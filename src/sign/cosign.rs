//! Signer backed by the `cosign` command line

use crate::config::CosignConfig;
use crate::error::{Result, SyncError};
use crate::logging::Logger;
use crate::registry::Registry;
use crate::sign::Signer;
use crate::tool;
use async_trait::async_trait;
use std::time::Duration;
use tokio::process::Command;

const SIGN_TIMEOUT: Duration = Duration::from_secs(5 * 60);

/// Environment variable cosign reads the key passphrase from
const PASSWORD_ENV: &str = "COSIGN_PASSWORD";

pub struct CosignSigner {
    executable: String,
    config: CosignConfig,
    output: Logger,
}

impl CosignSigner {
    pub fn new(executable: impl Into<String>, config: CosignConfig, output: Logger) -> Self {
        Self {
            executable: executable.into(),
            config,
            output,
        }
    }

    fn command(&self, reference: &str, registry: &Registry) -> Command {
        let mut command = Command::new(&self.executable);
        command.args(["sign", "--key", &self.config.key_ref, "--yes"]);
        if registry.insecure || self.config.allow_insecure {
            command.arg("--allow-insecure-registry");
        }
        if registry.plain_http || self.config.allow_http_registry {
            command.arg("--allow-http-registry");
        }
        command.arg(reference);
        // An empty passphrase still has to be set or cosign prompts for one
        command.env(
            PASSWORD_ENV,
            self.config.key_ref_pass.as_deref().unwrap_or_default(),
        );
        command
    }
}

#[async_trait]
impl Signer for CosignSigner {
    async fn sign(&self, reference: &str, registry: &Registry) -> Result<()> {
        tool::run(self.command(reference, registry), SIGN_TIMEOUT, &self.output)
            .await
            .map_err(|message| SyncError::Sign {
                image: reference.to_string(),
                message,
            })?;
        Ok(())
    }
}

#[cfg(test)]
mod tests {
    use super::*;

    fn args(command: &Command) -> Vec<String> {
        command
            .as_std()
            .get_args()
            .map(|a| a.to_string_lossy().to_string())
            .collect()
    }

    fn config() -> CosignConfig {
        CosignConfig {
            enabled: true,
            key_ref: "cosign.key".to_string(),
            key_ref_pass: Some("pass".to_string()),
            ..Default::default()
        }
    }

    #[test]
    fn test_allowances_follow_registry_flags() {
        let signer = CosignSigner::new("cosign", config(), Logger::new_quiet());
        let registry = Registry {
            name: "edge".to_string(),
            url: "localhost:5000".to_string(),
            insecure: false,
            plain_http: true,
        };
        let args = args(&signer.command("localhost:5000/library/app:1.0", &registry));
        assert!(args.contains(&"--allow-http-registry".to_string()));
        assert!(!args.contains(&"--allow-insecure-registry".to_string()));
        assert_eq!(args.last().map(String::as_str), Some("localhost:5000/library/app:1.0"));
    }

    #[test]
    fn test_configured_allowance_applies_everywhere() {
        let mut config = config();
        config.allow_insecure = true;
        let signer = CosignSigner::new("cosign", config, Logger::new_quiet());
        let args = args(&signer.command("r.example.com/app:1", &Registry::new("r", "r.example.com")));
        assert!(args.contains(&"--allow-insecure-registry".to_string()));
    }

    #[test]
    fn test_passphrase_passed_through_environment() {
        let signer = CosignSigner::new("cosign", config(), Logger::new_quiet());
        let command = signer.command("r.example.com/app:1", &Registry::new("r", "r.example.com"));
        let password = command
            .as_std()
            .get_envs()
            .find(|(key, _)| *key == PASSWORD_ENV)
            .and_then(|(_, value)| value)
            .map(|v| v.to_string_lossy().to_string());
        assert_eq!(password.as_deref(), Some("pass"));
        assert!(!args(&command).iter().any(|a| a == "pass"));
    }
}
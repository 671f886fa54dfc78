//! Logging handle and subscriber setup
//!
//! This module provides the [`Logger`] that every component receives through its
//! constructor. It carries verbosity flags and a component name and emits
//! structured `tracing` events, so nothing in the library depends on a logger
//! configured globally by the library itself. The binary installs the subscriber
//! with [`init_tracing`].

use std::time::Duration;
use tracing_subscriber::EnvFilter;

/// Environment variable holding a `tracing` filter directive
pub const LOG_ENV: &str = "IMAGE_SYNC_LOG";

/// Logger responsible for all diagnostic output of one component
#[derive(Debug, Clone)]
pub struct Logger {
    pub verbose: bool,
    pub quiet: bool,
    component: &'static str,
}

impl Logger {
    pub fn new(verbose: bool) -> Self {
        Self {
            verbose,
            quiet: false,
            component: "image-sync",
        }
    }

    pub fn new_quiet() -> Self {
        Self {
            verbose: false,
            quiet: true,
            component: "image-sync",
        }
    }

    /// Same flags, different component field
    pub fn for_component(&self, component: &'static str) -> Self {
        Self {
            component,
            ..self.clone()
        }
    }

    pub fn component(&self) -> &'static str {
        self.component
    }

    /// Main section heading
    pub fn section(&self, title: &str) {
        if !self.quiet {
            tracing::info!(component = self.component, section = title, "=== {} ===", title);
        }
    }

    pub fn debug(&self, message: &str) {
        if !self.quiet {
            tracing::debug!(component = self.component, "{}", message);
        }
    }

    /// Detailed information, only shown in verbose mode
    pub fn detail(&self, message: &str) {
        if self.verbose && !self.quiet {
            tracing::debug!(component = self.component, "{}", message);
        }
    }

    pub fn info(&self, message: &str) {
        if !self.quiet {
            tracing::info!(component = self.component, "{}", message);
        }
    }

    pub fn success(&self, message: &str) {
        if !self.quiet {
            tracing::info!(component = self.component, outcome = "success", "{}", message);
        }
    }

    pub fn warning(&self, message: &str) {
        if !self.quiet {
            tracing::warn!(component = self.component, "{}", message);
        }
    }

    /// Errors are emitted even in quiet mode
    pub fn error(&self, message: &str) {
        tracing::error!(component = self.component, "{}", message);
    }

    /// Structured list output
    pub fn summary(&self, title: &str, items: &[String]) {
        if self.quiet {
            return;
        }
        tracing::info!(component = self.component, "{}", title);
        if items.is_empty() {
            tracing::info!(component = self.component, "  (No items to display)");
        }
        for item in items {
            tracing::info!(component = self.component, "  • {}", item);
        }
    }

    /// Format duration in human-readable format
    pub fn format_duration(&self, duration: Duration) -> String {
        let secs = duration.as_secs();
        if secs < 60 {
            format!("{}.{:01}s", secs, duration.subsec_millis() / 100)
        } else if secs < 3600 {
            format!("{}m{}s", secs / 60, secs % 60)
        } else {
            format!("{}h{}m{}s", secs / 3600, (secs % 3600) / 60, secs % 60)
        }
    }

    /// Format byte counts in human-readable units
    pub fn format_size(&self, bytes: u64) -> String {
        if bytes < 1024 {
            format!("{} B", bytes)
        } else if bytes < 1024 * 1024 {
            format!("{:.1} KB", bytes as f64 / 1024.0)
        } else if bytes < 1024 * 1024 * 1024 {
            format!("{:.1} MB", bytes as f64 / (1024.0 * 1024.0))
        } else {
            format!("{:.1} GB", bytes as f64 / (1024.0 * 1024.0 * 1024.0))
        }
    }
}

/// Output format of the installed subscriber
#[derive(Debug, Clone, Copy, PartialEq, Eq, Default)]
pub enum LogFormat {
    #[default]
    Text,
    Json,
}

/// Install the process subscriber. Called once by the binary.
///
/// The filter comes from [`LOG_ENV`] when set, otherwise `debug` in verbose mode
/// and `info` elsewhere. Returns quietly if a subscriber is already installed.
pub fn init_tracing(verbose: bool, format: LogFormat) {
    let default_level = if verbose { "debug" } else { "info" };
    let filter = EnvFilter::try_from_env(LOG_ENV)
        .unwrap_or_else(|_| EnvFilter::new(format!("image_sync={}", default_level)));

    let builder = tracing_subscriber::fmt()
        .with_env_filter(filter)
        .with_target(false)
        .with_writer(std::io::stderr);

    let _ = match format {
        LogFormat::Text => builder.try_init(),
        LogFormat::Json => builder.json().try_init(),
    };
}

#[cfg(test)]
mod tests {
    use super::*;

    #[test]
    fn test_format_size() {
        let logger = Logger::new_quiet();
        assert_eq!(logger.format_size(512), "512 B");
        assert_eq!(logger.format_size(1536), "1.5 KB");
        assert_eq!(logger.format_size(5 * 1024 * 1024), "5.0 MB");
    }

    #[test]
    fn test_format_duration() {
        let logger = Logger::new_quiet();
        assert_eq!(logger.format_duration(Duration::from_millis(2500)), "2.5s");
        assert_eq!(logger.format_duration(Duration::from_secs(125)), "2m5s");
        assert_eq!(logger.format_duration(Duration::from_secs(3725)), "1h2m5s");
    }

    #[test]
    fn test_component_keeps_flags() {
        let logger = Logger::new(true).for_component("scan");
        assert!(logger.verbose);
        assert_eq!(logger.component(), "scan");
    }
}
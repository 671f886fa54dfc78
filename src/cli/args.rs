//! Command-line argument parsing

use crate::logging::LogFormat;
use clap::{Parser, ValueEnum};
use std::path::PathBuf;

#[derive(Parser, Debug)]
#[command(name = "image-sync")]
#[command(about = "Distribute container images to registries, patching and signing them on the way")]
#[command(version, author)]
pub struct Args {
    /// Configuration file
    #[arg(
        long = "config",
        short = 'f',
        default_value = "image-sync.yaml",
        help = "Path to the YAML configuration file"
    )]
    pub config: PathBuf,

    /// Discovery output listing the images of each package
    #[arg(
        long = "catalog",
        short = 'c',
        help = "JSON file mapping packages to discovered images and value paths"
    )]
    pub catalog: Option<PathBuf>,

    #[arg(
        long = "all",
        help = "Import every image into every registry, even where it already exists"
    )]
    pub all: bool,

    #[arg(
        long = "dry-run",
        help = "Only check which images exist where; do not push, patch or sign"
    )]
    pub dry_run: bool,

    #[arg(long = "verbose", short = 'v', help = "Enable verbose output")]
    pub verbose: bool,

    #[arg(
        long = "quiet",
        short = 'q',
        conflicts_with = "verbose",
        help = "Only print errors"
    )]
    pub quiet: bool,

    #[arg(
        long = "log-format",
        value_enum,
        default_value_t = LogFormatArg::Text,
        help = "Format of log output"
    )]
    pub log_format: LogFormatArg,
}

#[derive(Debug, Clone, Copy, PartialEq, Eq, ValueEnum)]
pub enum LogFormatArg {
    Text,
    Json,
}

impl From<LogFormatArg> for LogFormat {
    fn from(value: LogFormatArg) -> Self {
        match value {
            LogFormatArg::Text => LogFormat::Text,
            LogFormatArg::Json => LogFormat::Json,
        }
    }
}
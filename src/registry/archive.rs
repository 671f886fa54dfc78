//! Docker-save archive reading and upload
//!
//! A docker-save tarball holds `manifest.json`, the image config and one tar
//! per layer. Layers are uploaded in the order `manifest.json` lists them,
//! which is the order of the image's `rootfs.diff_ids`.

use crate::error::{Result, SyncError};
use crate::logging::Logger;
use crate::registry::manifest::{
    DOCKER_CONFIG, DOCKER_LAYER, DOCKER_LAYER_GZIP, DOCKER_MANIFEST_V2, Descriptor, ImageManifest,
};
use crate::registry::store::ContentTarget;
use flate2::read::GzDecoder;
use serde::Deserialize;
use std::collections::HashMap;
use std::fs::File;
use std::io::{BufReader, Read};
use std::path::{Path, PathBuf};
use tar::Archive;

const GZIP_MAGIC: [u8; 2] = [0x1f, 0x8b];

#[derive(Debug, Deserialize)]
#[serde(rename_all = "PascalCase")]
struct ArchiveManifestEntry {
    config: String,
    #[serde(default)]
    repo_tags: Option<Vec<String>>,
    layers: Vec<String>,
}

/// Image content loaded from an archive
#[derive(Debug)]
pub struct ArchiveImage {
    pub config: Vec<u8>,
    pub layers: Vec<Vec<u8>>,
    pub repo_tags: Vec<String>,
}

impl ArchiveImage {
    pub fn total_size(&self) -> u64 {
        self.config.len() as u64 + self.layers.iter().map(|l| l.len() as u64).sum::<u64>()
    }
}

pub struct ArchiveReader {
    path: PathBuf,
    output: Logger,
}

impl ArchiveReader {
    pub fn new(path: impl Into<PathBuf>, output: Logger) -> Self {
        Self {
            path: path.into(),
            output,
        }
    }

    pub fn path(&self) -> &Path {
        &self.path
    }

    /// Load the first image of the archive
    pub fn read(&self) -> Result<ArchiveImage> {
        self.output
            .detail(&format!("Reading image archive {}", self.path.display()));

        let manifest_data = self
            .read_entries(|path| path == "manifest.json")?
            .remove("manifest.json")
            .ok_or_else(|| self.error("manifest.json not found"))?;
        let entries: Vec<ArchiveManifestEntry> = serde_json::from_slice(&manifest_data)
            .map_err(|e| self.error(&format!("invalid manifest.json: {}", e)))?;
        let entry = entries
            .into_iter()
            .next()
            .ok_or_else(|| self.error("manifest.json lists no images"))?;

        let mut wanted: Vec<&str> = entry.layers.iter().map(String::as_str).collect();
        wanted.push(&entry.config);
        let mut contents = self.read_entries(|path| wanted.contains(&path))?;

        let config = contents
            .remove(&entry.config)
            .ok_or_else(|| self.error(&format!("config {} not found", entry.config)))?;
        let mut layers = Vec::with_capacity(entry.layers.len());
        for layer_path in &entry.layers {
            // A layer may appear twice; the data is identical
            let data = contents
                .get(layer_path)
                .cloned()
                .ok_or_else(|| self.error(&format!("layer {} not found", layer_path)))?;
            layers.push(data);
        }

        let image = ArchiveImage {
            config,
            layers,
            repo_tags: entry.repo_tags.unwrap_or_default(),
        };
        self.output.detail(&format!(
            "Archive holds {} layers, {}",
            image.layers.len(),
            self.output.format_size(image.total_size())
        ));
        Ok(image)
    }

    fn read_entries<F>(&self, wanted: F) -> Result<HashMap<String, Vec<u8>>>
    where
        F: Fn(&str) -> bool,
    {
        let mut archive = Archive::new(self.open()?);
        let mut found = HashMap::new();
        for entry in archive.entries()? {
            let mut entry = entry?;
            let path = entry.path()?.to_string_lossy().trim_start_matches("./").to_string();
            if !wanted(&path) || found.contains_key(&path) {
                continue;
            }
            let mut data = Vec::with_capacity(entry.size() as usize);
            entry.read_to_end(&mut data)?;
            found.insert(path, data);
        }
        Ok(found)
    }

    /// Open the archive, transparently decompressing gzip
    fn open(&self) -> Result<Box<dyn Read>> {
        let mut magic = [0u8; 2];
        let mut probe = File::open(&self.path).map_err(|e| self.error(&e.to_string()))?;
        let is_gzip = probe.read_exact(&mut magic).is_ok() && magic == GZIP_MAGIC;

        let file = BufReader::new(File::open(&self.path)?);
        if is_gzip {
            Ok(Box::new(GzDecoder::new(file)))
        } else {
            Ok(Box::new(file))
        }
    }

    fn error(&self, message: &str) -> SyncError {
        SyncError::Archive {
            message: message.to_string(),
            path: self.path.clone(),
        }
    }
}

/// Upload config and layers, then a Docker v2 manifest tagged `tag`
pub async fn push_image(
    image: ArchiveImage,
    target: &dyn ContentTarget,
    tag: &str,
    output: &Logger,
) -> Result<Descriptor> {
    let config = Descriptor::for_content(DOCKER_CONFIG, &image.config);
    let layers: Vec<Descriptor> = image
        .layers
        .iter()
        .map(|data| {
            let media_type = if data.starts_with(&GZIP_MAGIC) {
                DOCKER_LAYER_GZIP
            } else {
                DOCKER_LAYER
            };
            Descriptor::for_content(media_type, data)
        })
        .collect();

    for (desc, data) in std::iter::once((&config, image.config))
        .chain(layers.iter().zip(image.layers))
    {
        if target.exists(desc).await? {
            output.detail(&format!("Blob {} already present, skipping", desc.digest));
            continue;
        }
        target.push_blob(desc, data).await?;
        output.detail(&format!(
            "Uploaded blob {} ({})",
            desc.digest,
            output.format_size(desc.size)
        ));
    }

    let manifest = ImageManifest {
        schema_version: 2,
        media_type: Some(DOCKER_MANIFEST_V2.to_string()),
        config,
        layers,
    };
    let data = serde_json::to_vec(&manifest)?;
    let desc = Descriptor::for_content(DOCKER_MANIFEST_V2, &data);
    target.push_manifest(&desc, data, Some(tag)).await?;
    Ok(desc)
}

------------------------------------------------------------------------

HOW TO COMPLETE THIS TASK: In the entries above, restate word for word the lines between the one holding "and subscriber setup" and the one holding "different component field", inclusive, and nothing besides.

REPLY TO THE TASK:
//! Logging handle and subscriber setup
//!
//! This module provides the [`Logger`] that every component receives through its
//! constructor. It carries verbosity flags and a component name and emits
//! structured `tracing` events, so nothing in the library depends on a logger
//! configured globally by the library itself. The binary installs the subscriber
//! with [`init_tracing`].

use std::time::Duration;
use tracing_subscriber::EnvFilter;

/// Environment variable holding a `tracing` filter directive
pub const LOG_ENV: &str = "IMAGE_SYNC_LOG";

/// Logger responsible for all diagnostic output of one component
#[derive(Debug, Clone)]
pub struct Logger {
    pub verbose: bool,
    pub quiet: bool,
    component: &'static str,
}

impl Logger {
    pub fn new(verbose: bool) -> Self {
        Self {
            verbose,
            quiet: false,
            component: "image-sync",
        }
    }

    pub fn new_quiet() -> Self {
        Self {
            verbose: false,
            quiet: true,
            component: "image-sync",
        }
    }

    /// Same flags, different component field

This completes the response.